Now, I see huge risk in GOH, and shift to "make every char viable" (normalization), a lack of wanting to provide a lot of advance details on upcoming changes (the detail is important), I see communication that contradicts what is said (slow char gets more damage or HP and fast char gets less damage or HP)- misdirection that ENSURES A BAD investment, I see sudden unexpected nerfs, I see that EXPENSIVE chars are made equal or worst than very easy farms (turning high price items to provide lower return than cheap items-sigh-, I see sudden devaluation of assets and new very expensive ways designed to continue gaining functionality (Purple Matt not needed anymore, new Omega matts), I see new mechanics introduced that make it harder to assess the value of chars, I see constant price hikes as a trend ("economy balances@) like lower return for Miney or Droid events, bug fixes of GW that today require Crystals for refresh (bug or not bug doesn't matter, that's your explanation but it doesn't avoid the price hike), Yoda lowered returns, Droids removed from shipments, etc, etc, I see gear reque changes (price hike), etc. I see more time needed to complete things (if the activity is n't fun and it is grind, this lowers our return!), and I see think like no real improvement in you ability to help users better assess how things will exactly change with sufficient advance time (RISK + Unexpected changes)...

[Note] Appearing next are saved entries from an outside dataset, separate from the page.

use crate::config::UpdaterConfig;
use crate::models::InstalledArtifact;
use crate::profile::Profile;
use crate::registry::ArtifactRegistry;
use anyhow::{Context, Result};
use chrono::{DateTime, Utc};
use walkdir::WalkDir;

/// List the tracked mods of a profile.
///
/// Files without a registry record have no catalog id to query and are
/// skipped. Results are sorted by file name.
pub async fn scan_installed(
    profile: &Profile,
    registry: &ArtifactRegistry,
    config: &UpdaterConfig,
) -> Result<Vec<InstalledArtifact>> {
    if !profile.install_dir.exists() {
        log::debug!("[Scanner] Install dir {:?} does not exist", profile.install_dir);
        return Ok(Vec::new());
    }

    let entries = registry.load().await?;
    let mut artifacts = Vec::new();
    let mut untracked = 0usize;

    for entry in WalkDir::new(&profile.install_dir)
        .min_depth(1)
        .max_depth(1)
        .sort_by_file_name()
    {
        let entry =
            entry.with_context(|| format!("Read install dir {:?}", profile.install_dir))?;
        if !entry.file_type().is_file() {
            continue;
        }

        let file_name = entry.file_name().to_string_lossy().into_owned();
        if !config.is_artifact_name(&file_name) {
            continue;
        }

        let Some(record) = entries.get(&file_name) else {
            untracked += 1;
            continue;
        };

        let metadata = entry
            .metadata()
            .with_context(|| format!("Read metadata of {:?}", entry.path()))?;
        let last_modified = metadata
            .modified()
            .map(DateTime::<Utc>::from)
            .unwrap_or_else(|_| Utc::now());

        artifacts.push(InstalledArtifact {
            file_name,
            file_path: entry.path().to_path_buf(),
            display_name: record.display_name.clone(),
            current_version: record.version_number.clone(),
            catalog_id: record.catalog_id.clone(),
            last_modified,
        });
    }

    log::info!(
        "[Scanner] {} tracked mods in {:?} ({} untracked)",
        artifacts.len(),
        profile.install_dir,
        untracked
    );
    Ok(artifacts)
}

#[cfg(test)]
mod tests {
    use super::*;
    use crate::models::CompatibilityTags;
    use crate::registry::RegistryEntry;

    fn entry(file_name: &str) -> RegistryEntry {
        RegistryEntry {
            display_name: format!("Mod {}", file_name),
            version_number: "1.0.0".into(),
            catalog_id: format!("id-{}", file_name),
            file_name: file_name.into(),
            version_id: "v1".into(),
            compatibility: CompatibilityTags::new("1.20.1", "fabric"),
            timestamp: Utc::now(),
        }
    }

    #[tokio::test]
    async fn only_tracked_artifacts_are_listed() -> Result<()> {
        let dir = tempfile::tempdir()?;
        let profile = Profile::new("p", dir.path(), CompatibilityTags::new("1.20.1", "fabric"));
        std::fs::create_dir_all(&profile.install_dir)?;
        std::fs::write(profile.install_dir.join("tracked.jar"), b"a")?;
        std::fs::write(profile.install_dir.join("manual.jar"), b"b")?;
        std::fs::write(profile.install_dir.join("readme.txt"), b"c")?;
        std::fs::create_dir_all(profile.install_dir.join("nested.jar"))?;

        let registry = ArtifactRegistry::new(profile.registry_path());
        registry.upsert(entry("tracked.jar")).await?;
        // Registered but not on disk
        registry.upsert(entry("deleted.jar")).await?;

        let artifacts = scan_installed(&profile, &registry, &UpdaterConfig::default()).await?;

        assert_eq!(artifacts.len(), 1);
        let artifact = &artifacts[0];
        assert_eq!(artifact.file_name, "tracked.jar");
        assert_eq!(artifact.catalog_id, "id-tracked.jar");
        assert_eq!(artifact.current_version, "1.0.0");
        assert_eq!(artifact.file_path, profile.install_dir.join("tracked.jar"));
        Ok(())
    }

    #[tokio::test]
    async fn missing_install_dir_is_empty() -> Result<()> {
        let dir = tempfile::tempdir()?;
        let profile = Profile::new("p", dir.path(), CompatibilityTags::new("1.20.1", "fabric"));
        let registry = ArtifactRegistry::new(profile.registry_path());

        let artifacts = scan_installed(&profile, &registry, &UpdaterConfig::default()).await?;
        assert!(artifacts.is_empty());
        Ok(())
    }
}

Then I see CG wasting a huge amount of money -in spite of how tremendously successful it has been in making money so far there much more left in the table- and a huge disappointment of thousands of players that is totally counter to your retirement plans, that causes frustration and anger of people -just the opposite of what your goal in life should be for a game company (yes, if a doctor can make money and make patients worst, it's no doctor but something of the worst kind....) that...
...why not reassess the level of risk you want to cause (no more swings, ninja nerfs), the way that risk is communicated (early advance note or very clear rules on the frequency and degree of expected swings), the expected pricing of things (should we expect refresh costs to maybe triple in the future? etc), the level of normalization you seek (every char washed out)...as a starter.
Reassess the RISK of chars, the commitment to keep COST predictable (sudden changes), the direction of COSTS (will everything go up), and the level of commitment to keeping individual chars performance rather stable.
Otherwise, High Risk, Dimisishing rewards, Washed out game....we'll all Be F2P or rather doing something else.
Why can't you be like Suoercells and make money and be loved?
That's a big post, dealing with many aspects of investing. BUT it doesn't offer any solutions. The status-quo is not a solution.
Overall, I like where John is taking us. I am only suggesting an alternative path that minimizes player loss.